Records for this exercise section start
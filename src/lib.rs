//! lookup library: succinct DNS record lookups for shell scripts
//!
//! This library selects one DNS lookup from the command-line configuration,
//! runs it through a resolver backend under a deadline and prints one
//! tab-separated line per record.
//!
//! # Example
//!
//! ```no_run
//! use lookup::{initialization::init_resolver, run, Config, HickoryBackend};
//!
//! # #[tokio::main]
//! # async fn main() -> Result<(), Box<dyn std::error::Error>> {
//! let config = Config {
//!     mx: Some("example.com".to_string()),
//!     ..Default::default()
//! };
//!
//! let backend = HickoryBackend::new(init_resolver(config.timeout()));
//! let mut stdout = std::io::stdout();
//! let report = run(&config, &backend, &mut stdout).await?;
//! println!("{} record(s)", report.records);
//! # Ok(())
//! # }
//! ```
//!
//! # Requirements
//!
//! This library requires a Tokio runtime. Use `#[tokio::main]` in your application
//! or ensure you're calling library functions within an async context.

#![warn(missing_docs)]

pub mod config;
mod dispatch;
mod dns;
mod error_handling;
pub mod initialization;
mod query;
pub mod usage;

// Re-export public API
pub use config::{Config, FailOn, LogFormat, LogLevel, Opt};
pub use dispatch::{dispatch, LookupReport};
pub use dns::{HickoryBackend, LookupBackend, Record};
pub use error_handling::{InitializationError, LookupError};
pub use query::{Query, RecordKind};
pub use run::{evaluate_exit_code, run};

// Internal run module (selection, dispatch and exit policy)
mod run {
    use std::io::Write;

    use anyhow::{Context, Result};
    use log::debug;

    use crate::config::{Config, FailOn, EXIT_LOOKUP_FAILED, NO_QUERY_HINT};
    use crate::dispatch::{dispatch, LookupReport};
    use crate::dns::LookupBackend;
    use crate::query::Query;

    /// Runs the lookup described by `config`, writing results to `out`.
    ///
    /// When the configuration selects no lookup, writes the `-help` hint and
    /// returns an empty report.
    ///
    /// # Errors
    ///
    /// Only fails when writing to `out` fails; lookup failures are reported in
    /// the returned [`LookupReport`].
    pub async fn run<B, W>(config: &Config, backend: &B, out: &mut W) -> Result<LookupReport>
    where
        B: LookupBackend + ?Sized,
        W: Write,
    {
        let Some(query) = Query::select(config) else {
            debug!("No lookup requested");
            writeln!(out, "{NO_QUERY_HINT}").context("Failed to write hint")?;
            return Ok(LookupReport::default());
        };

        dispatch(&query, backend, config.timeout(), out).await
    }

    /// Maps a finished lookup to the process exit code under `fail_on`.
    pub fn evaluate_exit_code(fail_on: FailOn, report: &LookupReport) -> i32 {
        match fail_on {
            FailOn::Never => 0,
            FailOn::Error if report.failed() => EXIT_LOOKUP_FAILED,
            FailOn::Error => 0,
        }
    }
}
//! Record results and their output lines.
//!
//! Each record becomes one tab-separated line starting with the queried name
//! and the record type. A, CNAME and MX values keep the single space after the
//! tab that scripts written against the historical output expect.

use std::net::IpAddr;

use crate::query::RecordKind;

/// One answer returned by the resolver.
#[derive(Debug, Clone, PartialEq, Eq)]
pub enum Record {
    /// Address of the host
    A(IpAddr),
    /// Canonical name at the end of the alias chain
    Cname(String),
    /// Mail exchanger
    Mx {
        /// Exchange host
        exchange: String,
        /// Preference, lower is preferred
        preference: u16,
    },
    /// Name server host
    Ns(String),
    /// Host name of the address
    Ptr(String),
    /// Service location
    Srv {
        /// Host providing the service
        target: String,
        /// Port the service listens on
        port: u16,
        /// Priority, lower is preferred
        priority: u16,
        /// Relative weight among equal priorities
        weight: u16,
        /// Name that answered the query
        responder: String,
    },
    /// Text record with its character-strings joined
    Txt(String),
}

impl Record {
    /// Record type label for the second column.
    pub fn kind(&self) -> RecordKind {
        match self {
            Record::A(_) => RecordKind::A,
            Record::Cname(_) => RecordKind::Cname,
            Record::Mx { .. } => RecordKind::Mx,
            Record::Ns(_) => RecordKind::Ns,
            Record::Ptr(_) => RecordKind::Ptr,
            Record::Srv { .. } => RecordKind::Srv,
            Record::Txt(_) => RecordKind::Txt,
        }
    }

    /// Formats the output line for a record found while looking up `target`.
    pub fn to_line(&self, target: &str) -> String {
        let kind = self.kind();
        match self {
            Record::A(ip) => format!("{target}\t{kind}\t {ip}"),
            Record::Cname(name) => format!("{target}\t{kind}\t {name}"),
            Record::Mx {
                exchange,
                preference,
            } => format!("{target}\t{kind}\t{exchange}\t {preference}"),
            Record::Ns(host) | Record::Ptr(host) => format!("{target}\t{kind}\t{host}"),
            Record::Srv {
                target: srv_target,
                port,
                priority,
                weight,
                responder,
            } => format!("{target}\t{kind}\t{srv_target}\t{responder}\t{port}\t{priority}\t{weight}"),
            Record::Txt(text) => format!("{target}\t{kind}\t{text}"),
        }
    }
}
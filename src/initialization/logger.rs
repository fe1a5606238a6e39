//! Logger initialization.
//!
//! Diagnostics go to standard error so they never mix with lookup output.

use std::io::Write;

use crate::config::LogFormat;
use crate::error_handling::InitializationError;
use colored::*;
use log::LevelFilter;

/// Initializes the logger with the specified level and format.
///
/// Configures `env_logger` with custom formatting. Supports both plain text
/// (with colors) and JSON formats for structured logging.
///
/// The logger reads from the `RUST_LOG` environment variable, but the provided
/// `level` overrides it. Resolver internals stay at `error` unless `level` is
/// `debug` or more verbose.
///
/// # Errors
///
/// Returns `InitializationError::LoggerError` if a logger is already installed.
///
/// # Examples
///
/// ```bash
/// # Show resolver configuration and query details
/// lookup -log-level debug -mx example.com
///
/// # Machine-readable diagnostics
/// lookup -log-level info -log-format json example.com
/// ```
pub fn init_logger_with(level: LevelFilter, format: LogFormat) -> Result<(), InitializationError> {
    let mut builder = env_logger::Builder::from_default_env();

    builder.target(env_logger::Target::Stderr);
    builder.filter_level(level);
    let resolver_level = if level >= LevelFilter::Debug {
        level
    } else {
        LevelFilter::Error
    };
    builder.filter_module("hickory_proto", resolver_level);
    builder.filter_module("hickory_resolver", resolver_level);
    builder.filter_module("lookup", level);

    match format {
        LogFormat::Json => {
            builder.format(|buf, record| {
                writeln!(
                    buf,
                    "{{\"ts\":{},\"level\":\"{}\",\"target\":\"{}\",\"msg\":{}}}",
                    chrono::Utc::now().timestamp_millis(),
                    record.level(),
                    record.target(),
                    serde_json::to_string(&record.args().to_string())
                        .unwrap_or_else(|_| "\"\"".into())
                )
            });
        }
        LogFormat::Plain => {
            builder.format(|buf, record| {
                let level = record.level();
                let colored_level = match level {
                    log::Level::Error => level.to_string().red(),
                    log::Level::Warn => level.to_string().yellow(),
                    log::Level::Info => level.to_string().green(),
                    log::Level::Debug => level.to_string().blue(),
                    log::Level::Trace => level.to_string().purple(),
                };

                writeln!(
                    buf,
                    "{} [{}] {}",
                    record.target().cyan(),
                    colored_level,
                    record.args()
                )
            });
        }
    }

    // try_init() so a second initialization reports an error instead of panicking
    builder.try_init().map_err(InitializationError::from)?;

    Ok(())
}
Records for this exercise section end
> [Work instructions]
Where the listing above reaches the line that contains "the alias chain", start retyping, and finish with the line that contains "answered the query"; reproduce those lines exactly and no others.

> [Exercise response]
    /// Canonical name at the end of the alias chain
    Cname(String),
    /// Mail exchanger
    Mx {
        /// Exchange host
        exchange: String,
        /// Preference, lower is preferred
        preference: u16,
    },
    /// Name server host
    Ns(String),
    /// Host name of the address
    Ptr(String),
    /// Service location
    Srv {
        /// Host providing the service
        target: String,
        /// Port the service listens on
        port: u16,
        /// Priority, lower is preferred
        priority: u16,
        /// Relative weight among equal priorities
        weight: u16,
        /// Name that answered the query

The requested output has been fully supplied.